The confab between Obama and Big Labor bosses didn’t exactly go swimmingly. It seems ObamaCare is not living up to Big Labor’s expectations:
The final bill will not include the House’s government-run insurance plan, or “public option”; it will probably include the Senate’s new tax on high-cost health plans that could affect many union members. …
Three hours earlier, AFL-CIO President Richard Trumka said in a hard-edged speech at the National Press Club that discontent with the final bill, when combined with a general perception that Obama and Congress have been insufficiently populist in responding to the recession and financial crisis, could demoralize his members. The risk, he said, was a replay of the Democratic blowout in the 1994 elections, when, after the passage of NAFTA and other disappointments to unions, “there was no way to persuade enough working Americans to go to the polls when they couldn’t tell the difference between the two parties.”

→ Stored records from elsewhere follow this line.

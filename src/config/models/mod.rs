//! Configuration data models
//!
//! This module defines all configuration structures used throughout the gateway.

#![allow(missing_docs)]

pub mod degradation;
pub mod gateway;
pub mod logging;
pub mod rate_limit;
pub mod server;
pub mod storage;

// Re-export all configuration types
pub use degradation::*;
pub use gateway::*;
pub use logging::*;
pub use rate_limit::*;
pub use server::*;
pub use storage::*;

/// Default values for configuration
pub fn default_host() -> String {
    "0.0.0.0".to_string()
}

/// Default server port
pub fn default_port() -> u16 {
    8000
}

/// Default graceful shutdown timeout in seconds
pub fn default_shutdown_timeout() -> u64 {
    30
}

pub fn default_redis_url() -> String {
    "redis://localhost:6379".to_string()
}

/// Default connection timeout in seconds
pub fn default_connection_timeout() -> u64 {
    5
}

/// Default expired-counter purge interval for the in-memory store
pub fn default_cleanup_interval() -> u64 {
    60
}

pub fn default_key_prefix() -> String {
    "rl".to_string()
}

/// Default budget for a single counter store call
pub fn default_store_timeout_ms() -> u64 {
    50
}

/// Extra lifetime given to a counter after its window ends
pub fn default_ttl_grace() -> u64 {
    5
}

pub fn default_true() -> bool {
    true
}

pub fn default_log_level() -> String {
    "info".to_string()
}
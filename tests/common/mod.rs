//! Common test utilities for ratelimit-gateway
//!
//! Every fixture runs against an in-memory counter store and a
//! `ManualClock` so window boundaries are deterministic.

pub mod fixtures;

pub use fixtures::{PrincipalFactory, TestGateway};

/// Aligned to a 60s boundary plus 10s
pub const NOW: u64 = 1_000_030;
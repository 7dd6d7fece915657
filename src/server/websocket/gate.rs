//! Per-connection warn-then-disconnect state machine

use crate::config::WebSocketGateConfig;
use crate::core::rate_limiter::{Clock, Decision, Principal, RateLimitEnforcer, Scope};
use serde::Serialize;
use std::sync::Arc;
use tracing::{debug, warn};

/// Lifecycle of a gated connection
#[derive(Debug, Clone, Copy, PartialEq, Eq)]
pub enum ConnectionState {
    Open,
    /// Messages are dropped until the violating window ends
    Throttled { until: u64 },
    Closing,
    Closed,
}

/// What the session loop should do with an inbound message
#[derive(Debug, Clone, PartialEq, Eq)]
pub enum GateAction {
    /// Process the message
    Forward,
    /// Drop the message and tell the client to back off
    Warn { retry_after: u64 },
    /// Drop the message without a reply
    Drop,
    /// Drop the message and report an internal failure
    Error { message: String },
    /// Close with a policy violation
    Close { reason: String },
}

/// Control messages sent to the client
#[derive(Debug, Clone, PartialEq, Eq, Serialize)]
#[serde(tag = "type", rename_all = "snake_case")]
pub enum ServerNotice {
    RateLimitExceeded { retry_after: u64 },
    Error { message: String },
    Ack,
}

impl ServerNotice {
    pub fn to_json(&self) -> String {
        serde_json::to_string(self).unwrap_or_else(|_| r#"{"type":"error"}"#.to_string())
    }
}

/// Gate for one WebSocket connection
pub struct WebSocketRateGate {
    enforcer: Arc<RateLimitEnforcer>,
    clock: Arc<dyn Clock>,
    principal: Principal,
    scope: Scope,
    config: WebSocketGateConfig,
    state: ConnectionState,
    /// End of the most recent window that saw a violation
    last_violation_reset_at: Option<u64>,
    consecutive_violation_windows: u32,
    dropped_in_episode: u64,
}

impl WebSocketRateGate {
    pub fn new(
        enforcer: Arc<RateLimitEnforcer>,
        principal: Principal,
        config: WebSocketGateConfig,
    ) -> Self {
        let clock = Arc::clone(enforcer.clock());
        Self {
            enforcer,
            clock,
            principal,
            scope: config.scope.clone(),
            config,
            state: ConnectionState::Open,
            last_violation_reset_at: None,
            consecutive_violation_windows: 0,
            dropped_in_episode: 0,
        }
    }

    pub fn state(&self) -> ConnectionState {
        self.state
    }

    pub fn principal(&self) -> &Principal {
        &self.principal
    }

    /// Evaluate one inbound data message
    pub async fn on_message(&mut self) -> GateAction {
        match self.state {
            ConnectionState::Closing | ConnectionState::Closed => return GateAction::Drop,
            ConnectionState::Throttled { until } => {
                if self.clock.now_secs() < until {
                    self.dropped_in_episode += 1;
                    if self.dropped_in_episode > self.config.max_dropped_while_throttled {
                        return self.close(format!(
                            "more than {} messages sent while throttled",
                            self.config.max_dropped_while_throttled
                        ));
                    }
                    return GateAction::Drop;
                }
                debug!(principal = %self.principal.id, "WebSocket throttle lifted");
                self.state = ConnectionState::Open;
                self.dropped_in_episode = 0;
            }
            ConnectionState::Open => {}
        }

        match self.enforcer.check(&self.principal, &self.scope).await {
            Ok(decision) if decision.allowed => GateAction::Forward,
            Ok(decision) => self.on_violation(&decision),
            Err(e) => {
                warn!(
                    principal = %self.principal.id,
                    error = %e,
                    "WebSocket message could not be checked, dropping it"
                );
                GateAction::Error {
                    message: "Message could not be processed, please retry later".to_string(),
                }
            }
        }
    }

    fn on_violation(&mut self, decision: &Decision) -> GateAction {
        let follows_previous = self
            .last_violation_reset_at
            .is_some_and(|previous_end| decision.window_start() <= previous_end);

        self.consecutive_violation_windows = if follows_previous {
            self.consecutive_violation_windows + 1
        } else {
            1
        };
        self.last_violation_reset_at = Some(decision.reset_at);

        if self.consecutive_violation_windows >= self.config.close_after_violation_windows {
            return self.close(format!(
                "message rate exceeded in {} consecutive windows",
                self.consecutive_violation_windows
            ));
        }

        self.state = ConnectionState::Throttled {
            until: decision.reset_at,
        };
        self.dropped_in_episode = 0;
        GateAction::Warn {
            retry_after: decision.retry_after.unwrap_or(1),
        }
    }

    fn close(&mut self, reason: String) -> GateAction {
        warn!(
            principal = %self.principal.id,
            reason = %reason,
            "Closing WebSocket connection for rate limit abuse"
        );
        self.state = ConnectionState::Closing;
        GateAction::Close { reason }
    }

    /// Record that the close handshake finished
    pub fn mark_closed(&mut self) {
        self.state = ConnectionState::Closed;
    }
}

Big Labor’s distaste for the bill is not so strong as to warrant the union bosses’ outright opposition to the bill — though it’s hard to see why they wouldn’t oppose a measure that focuses taxes on many union members without any obvious benefit. Nevertheless, the warning of unenthusiasm in 2010 is not an empty or insignificant threat. Considering the millions poured into Democratic coffers and the get-out-the-vote efforts on behalf of Obama and congressional candidates in 2008, it’s no small thing for Big Labor to threaten to sit on its collective hands. Democrats in virtually all polls show a lower level of enthusiasm than do Republicans, who are fired up and eager to throw the rascals out.
So once again we return to the colossal political inanity of ObamaCare. It’s the rare piece of legislation that has inflamed and energized the opposition, and depressed and divided its supporters. Republicans are fortunate indeed. Now we’ll see what, if anything, they can make of the opportunity presented by their opponents.